INSTRUCTIONS TO FOLLOW ▸ Extract all records. Keep each one exact.

EXERCISE MATERIAL ▸
◇ ◇ ◇ ◇ ◇
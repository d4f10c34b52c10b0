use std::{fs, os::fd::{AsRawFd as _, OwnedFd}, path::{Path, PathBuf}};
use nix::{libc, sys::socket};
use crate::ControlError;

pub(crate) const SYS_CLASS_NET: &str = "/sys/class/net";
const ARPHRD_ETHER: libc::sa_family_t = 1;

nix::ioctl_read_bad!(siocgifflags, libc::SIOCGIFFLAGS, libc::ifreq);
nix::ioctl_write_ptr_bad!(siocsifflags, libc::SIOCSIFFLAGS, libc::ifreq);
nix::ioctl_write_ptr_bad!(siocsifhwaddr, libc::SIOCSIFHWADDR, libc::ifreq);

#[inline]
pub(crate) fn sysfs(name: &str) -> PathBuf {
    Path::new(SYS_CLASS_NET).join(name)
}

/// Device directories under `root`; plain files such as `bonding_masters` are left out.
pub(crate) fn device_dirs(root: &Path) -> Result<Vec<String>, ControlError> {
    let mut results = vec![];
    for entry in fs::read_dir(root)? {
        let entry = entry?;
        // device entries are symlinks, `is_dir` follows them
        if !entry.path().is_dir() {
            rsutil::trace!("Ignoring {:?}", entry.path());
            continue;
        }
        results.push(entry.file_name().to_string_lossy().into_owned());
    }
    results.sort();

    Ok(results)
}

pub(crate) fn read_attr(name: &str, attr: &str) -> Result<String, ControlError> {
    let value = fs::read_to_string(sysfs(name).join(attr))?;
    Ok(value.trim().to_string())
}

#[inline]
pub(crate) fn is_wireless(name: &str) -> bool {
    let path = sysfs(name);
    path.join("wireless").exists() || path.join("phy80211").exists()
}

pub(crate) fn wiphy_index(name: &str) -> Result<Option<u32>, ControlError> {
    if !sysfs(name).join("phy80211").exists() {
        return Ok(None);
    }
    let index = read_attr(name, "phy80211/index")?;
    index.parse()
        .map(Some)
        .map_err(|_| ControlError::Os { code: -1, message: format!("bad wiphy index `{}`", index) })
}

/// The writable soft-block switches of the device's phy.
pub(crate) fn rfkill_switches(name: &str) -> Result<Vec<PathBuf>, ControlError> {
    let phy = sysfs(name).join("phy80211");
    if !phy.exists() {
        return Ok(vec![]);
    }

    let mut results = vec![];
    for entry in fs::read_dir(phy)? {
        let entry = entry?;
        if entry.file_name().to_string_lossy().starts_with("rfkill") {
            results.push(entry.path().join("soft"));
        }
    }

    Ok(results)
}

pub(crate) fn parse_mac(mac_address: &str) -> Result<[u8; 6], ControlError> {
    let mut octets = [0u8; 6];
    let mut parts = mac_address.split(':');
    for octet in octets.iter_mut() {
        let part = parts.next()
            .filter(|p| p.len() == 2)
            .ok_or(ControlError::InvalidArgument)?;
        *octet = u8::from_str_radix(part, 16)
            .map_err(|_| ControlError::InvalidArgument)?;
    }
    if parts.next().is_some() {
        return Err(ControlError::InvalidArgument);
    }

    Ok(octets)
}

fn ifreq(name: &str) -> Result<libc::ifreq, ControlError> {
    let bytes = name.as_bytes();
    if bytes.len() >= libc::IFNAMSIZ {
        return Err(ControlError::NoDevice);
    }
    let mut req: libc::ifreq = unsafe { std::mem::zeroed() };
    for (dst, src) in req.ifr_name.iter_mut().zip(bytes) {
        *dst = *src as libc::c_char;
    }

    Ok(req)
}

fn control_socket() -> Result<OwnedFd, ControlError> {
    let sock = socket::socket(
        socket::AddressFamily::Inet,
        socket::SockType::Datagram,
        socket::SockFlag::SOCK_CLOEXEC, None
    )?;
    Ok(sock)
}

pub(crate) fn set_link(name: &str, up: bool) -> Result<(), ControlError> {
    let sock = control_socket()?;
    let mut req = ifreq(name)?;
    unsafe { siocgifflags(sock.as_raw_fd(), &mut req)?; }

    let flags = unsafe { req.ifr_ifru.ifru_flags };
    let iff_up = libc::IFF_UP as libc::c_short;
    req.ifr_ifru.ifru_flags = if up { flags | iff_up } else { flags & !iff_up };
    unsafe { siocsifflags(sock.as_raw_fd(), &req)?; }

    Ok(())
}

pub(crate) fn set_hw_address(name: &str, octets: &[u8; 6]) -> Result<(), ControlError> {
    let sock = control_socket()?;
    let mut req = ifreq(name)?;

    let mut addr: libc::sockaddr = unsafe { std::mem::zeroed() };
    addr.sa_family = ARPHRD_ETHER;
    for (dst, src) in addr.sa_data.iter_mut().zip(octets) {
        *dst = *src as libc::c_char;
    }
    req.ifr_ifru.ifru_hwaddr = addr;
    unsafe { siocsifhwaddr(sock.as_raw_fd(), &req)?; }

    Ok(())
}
◇ ◇ ◇ ◇ ◇
SOLUTION TO THE PROBLEM ▸
repository d4f10c34b52c10b0
use std::{fs, os::fd::{AsRawFd as _, OwnedFd}, path::{Path, PathBuf}};
use nix::{libc, sys::socket};
use crate::ControlError;

pub(crate) const SYS_CLASS_NET: &str = "/sys/class/net";
const ARPHRD_ETHER: libc::sa_family_t = 1;

nix::ioctl_read_bad!(siocgifflags, libc::SIOCGIFFLAGS, libc::ifreq);
nix::ioctl_write_ptr_bad!(siocsifflags, libc::SIOCSIFFLAGS, libc::ifreq);
nix::ioctl_write_ptr_bad!(siocsifhwaddr, libc::SIOCSIFHWADDR, libc::ifreq);

#[inline]
pub(crate) fn sysfs(name: &str) -> PathBuf {
    Path::new(SYS_CLASS_NET).join(name)
}

/// Device directories under `root`; plain files such as `bonding_masters` are left out.
pub(crate) fn device_dirs(root: &Path) -> Result<Vec<String>, ControlError> {
    let mut results = vec![];
    for entry in fs::read_dir(root)? {
        let entry = entry?;
        // device entries are symlinks, `is_dir` follows them
        if !entry.path().is_dir() {
            rsutil::trace!("Ignoring {:?}", entry.path());
            continue;
        }
        results.push(entry.file_name().to_string_lossy().into_owned());
    }
    results.sort();

    Ok(results)
}

pub(crate) fn read_attr(name: &str, attr: &str) -> Result<String, ControlError> {
    let value = fs::read_to_string(sysfs(name).join(attr))?;
    Ok(value.trim().to_string())
}

#[inline]
pub(crate) fn is_wireless(name: &str) -> bool {
    let path = sysfs(name);
    path.join("wireless").exists() || path.join("phy80211").exists()
}

pub(crate) fn wiphy_index(name: &str) -> Result<Option<u32>, ControlError> {
    if !sysfs(name).join("phy80211").exists() {
        return Ok(None);
    }
    let index = read_attr(name, "phy80211/index")?;
    index.parse()
        .map(Some)
        .map_err(|_| ControlError::Os { code: -1, message: format!("bad wiphy index `{}`", index) })
}

/// The writable soft-block switches of the device's phy.
pub(crate) fn rfkill_switches(name: &str) -> Result<Vec<PathBuf>, ControlError> {
    let phy = sysfs(name).join("phy80211");
    if !phy.exists() {
        return Ok(vec![]);
    }

    let mut results = vec![];
    for entry in fs::read_dir(phy)? {
        let entry = entry?;
        if entry.file_name().to_string_lossy().starts_with("rfkill") {
            results.push(entry.path().join("soft"));
        }
    }

    Ok(results)
}

pub(crate) fn parse_mac(mac_address: &str) -> Result<[u8; 6], ControlError> {
    let mut octets = [0u8; 6];
    let mut parts = mac_address.split(':');
    for octet in octets.iter_mut() {
        let part = parts.next()
            .filter(|p| p.len() == 2)
            .ok_or(ControlError::InvalidArgument)?;
        *octet = u8::from_str_radix(part, 16)
            .map_err(|_| ControlError::InvalidArgument)?;
    }
    if parts.next().is_some() {
        return Err(ControlError::InvalidArgument);
    }

    Ok(octets)
}

fn ifreq(name: &str) -> Result<libc::ifreq, ControlError> {
    let bytes = name.as_bytes();
    if bytes.len() >= libc::IFNAMSIZ {
        return Err(ControlError::NoDevice);
    }
    let mut req: libc::ifreq = unsafe { std::mem::zeroed() };
    for (dst, src) in req.ifr_name.iter_mut().zip(bytes) {
        *dst = *src as libc::c_char;
    }

    Ok(req)
}

fn control_socket() -> Result<OwnedFd, ControlError> {
    let sock = socket::socket(
        socket::AddressFamily::Inet,
        socket::SockType::Datagram,
        socket::SockFlag::SOCK_CLOEXEC, None
    )?;
    Ok(sock)
}

pub(crate) fn set_link(name: &str, up: bool) -> Result<(), ControlError> {
    let sock = control_socket()?;
    let mut req = ifreq(name)?;
    unsafe { siocgifflags(sock.as_raw_fd(), &mut req)?; }

    let flags = unsafe { req.ifr_ifru.ifru_flags };
    let iff_up = libc::IFF_UP as libc::c_short;
    req.ifr_ifru.ifru_flags = if up { flags | iff_up } else { flags & !iff_up };
    unsafe { siocsifflags(sock.as_raw_fd(), &req)?; }

    Ok(())
}

pub(crate) fn set_hw_address(name: &str, octets: &[u8; 6]) -> Result<(), ControlError> {
    let sock = control_socket()?;
    let mut req = ifreq(name)?;

    let mut addr: libc::sockaddr = unsafe { std::mem::zeroed() };
    addr.sa_family = ARPHRD_ETHER;
    for (dst, src) in addr.sa_data.iter_mut().zip(octets) {
        *dst = *src as libc::c_char;
    }
    req.ifr_ifru.ifru_hwaddr = addr;
    unsafe { siocsifhwaddr(sock.as_raw_fd(), &req)?; }

    Ok(())
}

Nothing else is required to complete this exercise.